Qualcuno parte addirittura ancora prima, dal Montanino: una marcia che confluisce tra le celle di San Romualdo, in tempo per i riti della mezzanotte. È il Capodanno alternativo, senza tacchi a spillo ma con gli scarponi, la giacca a vento al posto di quella elegante. Lì non arrivano neanche gli echi dell’altro Capodanno, quello dei botti. La foresta è troppo impenetrabile per far passare quei suoni così lontani. Al centro i 150 giovani protagonisti del convegno di fine anno. Staccano dalle riflessioni ma proseguono la preghiera. "Attento che ti bruci": il clima della notte ogni tanto prende la mano, la voglia di far festa è in fondo la stessa delle discoteche, cambia solo la forma. Tra i canti ambientali ripetuti un metro dopo l’altro, difficili da seguire quando il serpentone si allunga nella neve e distanzia il primo dall’ultimo, vola anche qualche battuta.

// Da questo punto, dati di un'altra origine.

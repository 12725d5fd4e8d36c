use axum::{
    http::StatusCode,
    response::{IntoResponse, Response},
    Json,
};
use serde_json::json;
use thiserror::Error;

use crate::profile::StoreError;
use crate::resume::ocr::RecognitionError;
use crate::resume::PipelineError;

/// Application-level error type.
/// Implements `IntoResponse` so Axum handlers can return `Result<T, AppError>`.
#[derive(Debug, Error)]
pub enum AppError {
    #[error("Not found: {0}")]
    NotFound(String),

    #[error("Validation error: {0}")]
    Validation(String),

    #[error("Unprocessable entity: {0}")]
    UnprocessableEntity(String),

    #[error("Unauthorized")]
    Unauthorized,

    #[error("Forbidden")]
    Forbidden,

    #[error("Conflict: {0}")]
    Conflict(String),

    #[error("Service unavailable: {0}")]
    Unavailable(String),

    #[error("Database error: {0}")]
    Database(#[from] sqlx::Error),

    #[error("Profile store error: {0}")]
    Store(#[from] StoreError),

    #[error("S3 error: {0}")]
    S3(String),

    #[error("Internal server error: {0}")]
    Internal(#[from] anyhow::Error),
}

impl From<PipelineError> for AppError {
    fn from(e: PipelineError) -> Self {
        let message = e.user_message();
        match e {
            PipelineError::Validation(msg) => AppError::Validation(msg),
            PipelineError::CapabilityUnavailable => AppError::Unavailable(message),
            PipelineError::Busy => AppError::Conflict(message),
            PipelineError::Upload(e) => AppError::S3(e.to_string()),
            PipelineError::Recognition(RecognitionError::Unavailable(_)) => {
                AppError::Unavailable(message)
            }
            PipelineError::Recognition(_) => AppError::UnprocessableEntity(message),
            PipelineError::Store(e) => AppError::Store(e),
            PipelineError::Lock(e) => AppError::Internal(e.into()),
        }
    }
}

impl IntoResponse for AppError {
    fn into_response(self) -> Response {
        let (status, code, message) = match &self {
            AppError::NotFound(msg) => (StatusCode::NOT_FOUND, "NOT_FOUND", msg.clone()),
            AppError::Validation(msg) => (StatusCode::BAD_REQUEST, "VALIDATION_ERROR", msg.clone()),
            AppError::UnprocessableEntity(msg) => (
                StatusCode::UNPROCESSABLE_ENTITY,
                "UNPROCESSABLE_ENTITY",
                msg.clone(),
            ),
            AppError::Unauthorized => (
                StatusCode::UNAUTHORIZED,
                "UNAUTHORIZED",
                "Authentication required".to_string(),
            ),
            AppError::Forbidden => (
                StatusCode::FORBIDDEN,
                "FORBIDDEN",
                "Access denied".to_string(),
            ),
            AppError::Conflict(msg) => (StatusCode::CONFLICT, "CONFLICT", msg.clone()),
            AppError::Unavailable(msg) => (
                StatusCode::SERVICE_UNAVAILABLE,
                "SERVICE_UNAVAILABLE",
                msg.clone(),
            ),
            AppError::Database(e) => {
                tracing::error!("Database error: {e}");
                (
                    StatusCode::INTERNAL_SERVER_ERROR,
                    "DATABASE_ERROR",
                    "A database error occurred".to_string(),
                )
            }
            AppError::Store(e) => {
                tracing::error!("Profile store error: {e}");
                (
                    StatusCode::INTERNAL_SERVER_ERROR,
                    "DATABASE_ERROR",
                    "Save failed. Try again.".to_string(),
                )
            }
            AppError::S3(msg) => {
                tracing::error!("S3 error: {msg}");
                (
                    StatusCode::BAD_GATEWAY,
                    "S3_ERROR",
                    "Upload failed. Please try again.".to_string(),
                )
            }
            AppError::Internal(e) => {
                tracing::error!("Internal error: {e:?}");
                (
                    StatusCode::INTERNAL_SERVER_ERROR,
                    "INTERNAL_ERROR",
                    "An internal server error occurred".to_string(),
                )
            }
        };

        let body = Json(json!({
            "error": {
                "code": code,
                "message": message
            }
        }));

        (status, body).into_response()
    }
}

Ma anche quella è festa, così come le guance in fiamme, per la fatica e il freddo e non per le torce, all’arrivo all’Eremo. I posti del coro vengono conquistati, qualcuno si appisola per un attimo, la preghiera continua. Lanciando un ponte straordinario da qui alla Verna. Un’altra veglia, una sede unica, la Basilica: inizia alle 23, attraversa come fosse una cascata, ma di fuochi, la soglia della mezzanotte. I più restano dentro e proseguono il momento forte della serata: qualcuno cede non al sonno ma alla curiosità di uscire. Per affacciarsi dal Quadrante, sul Casentino in fiamme, non per i fuochi della Resistenza stavolta ma per i botti lontani, che almeno qui arrivano. "Ciao mamma, auguri": difficile resistere a quel punto alla telefonata a casa. Ma poi i passi diventano impronte al contrario verso la Basilica, per completare il ritiro. E farlo confluire nella festa.

Le chitarre, le giacche a vento, le voci sciamano verso il Tau, il lato affidato all’accoglienza. Per raggiungerlo attraversano la pancia del santuario, sfiorano il museo, entrano nel chiostro, riescono all’aperto. Canzoni, balli, abbracci: De Gregori o Baglioni prendono il posto dei canti sacri, frati e suore si uniscono alla convivialità. Su un tavolo i pandori tagliati e un goccio di spumante. Intorno la notte gelata della Verna: anche qui chi arriva lo fa in largo anticipo, ma poi si va ad incrociare ai pellegrini della città e della vallata, in testa gli abitanti di Chiusi, il santuario è la loro seconda pelle, a volte la prima. La basilica è strapiena la notte, lo è altrettanto il salone del Tau. Tutti convocati dalle campane sciolte a mezzanotte per la grande festa, un po’ laica e un po’ religiosa. Le campane all’uscita dal tunnel del Covid erano state la colonna sonora della rinascita. Oggi tornano a dare del tu alle attese e alle speranze della fede.